=== SOURCE MATERIAL ===
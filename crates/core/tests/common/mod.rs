//! Shared test helpers for `peglint_core` integration tests.

#![allow(unreachable_pub)]

use std::cell::RefCell;
use std::rc::Rc;
use std::time::Duration;

use peglint_core::{
    AnalysisGateway, Analyzer, AnalyzerError, Instant, MemoryStore, PipelineConfig,
    PipelineController,
};

/// A valid/valid analyzer response.
pub const VALID: &str = r#"{
  "grammar": [],
  "code": [],
  "ast": "+ Additive\n  + Multitive\n    - Number (1)\n",
  "astOptimized": "- Additive/Multitive/Number (1)\n"
}"#;

/// A response with a grammar error and (ignored) code errors.
pub const GRAMMAR_INVALID: &str = r#"{
  "grammar": [{ "ln": 1, "col": 10, "msg": "'Multitive' is not defined." }],
  "code": [{ "ln": 1, "col": 1, "msg": "syntax error" }],
  "ast": "",
  "astOptimized": ""
}"#;

/// A response with a code error.
pub const CODE_INVALID: &str = r#"{
  "grammar": [],
  "code": [{ "ln": 2, "col": 3, "msg": "syntax error, unexpected '+'." }],
  "ast": "",
  "astOptimized": ""
}"#;

/// Analyzer that records its inputs and answers with a swappable response.
#[derive(Debug, Clone, Default)]
pub struct ScriptedAnalyzer {
    calls: Rc<RefCell<Vec<(String, String)>>>,
    response: Rc<RefCell<String>>,
}

#[allow(dead_code)]
impl ScriptedAnalyzer {
    pub fn answering(response: &str) -> Self {
        let a = Self::default();
        a.respond_with(response);
        a
    }

    pub fn respond_with(&self, response: &str) {
        *self.response.borrow_mut() = response.to_owned();
    }

    pub fn calls(&self) -> Vec<(String, String)> {
        self.calls.borrow().clone()
    }
}

impl Analyzer for ScriptedAnalyzer {
    fn lint(&mut self, grammar: &str, code: &str) -> Result<String, AnalyzerError> {
        self.calls
            .borrow_mut()
            .push((grammar.to_owned(), code.to_owned()));
        Ok(self.response.borrow().clone())
    }
}

#[allow(dead_code)]
pub type Controller = PipelineController<ScriptedAnalyzer, MemoryStore>;

/// Controller over a [`ScriptedAnalyzer`] handle the test keeps a clone of.
#[allow(dead_code)]
pub fn controller_with(analyzer: &ScriptedAnalyzer, store: MemoryStore) -> Controller {
    PipelineController::new(
        AnalysisGateway::new(analyzer.clone()),
        store,
        PipelineConfig::default(),
    )
}

/// `ms` milliseconds after `t0`.
#[allow(dead_code)]
pub fn at(t0: Instant, ms: u64) -> Instant {
    t0 + Duration::from_millis(ms)
}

=== WHAT THE TASK ASKS ===
Lines containing the word "tests" are to be located in the entries and copied.

=== EXERCISE OUTPUT ===
filename crates/core/tests/common/mod.rs
//! Shared test helpers for `peglint_core` integration tests.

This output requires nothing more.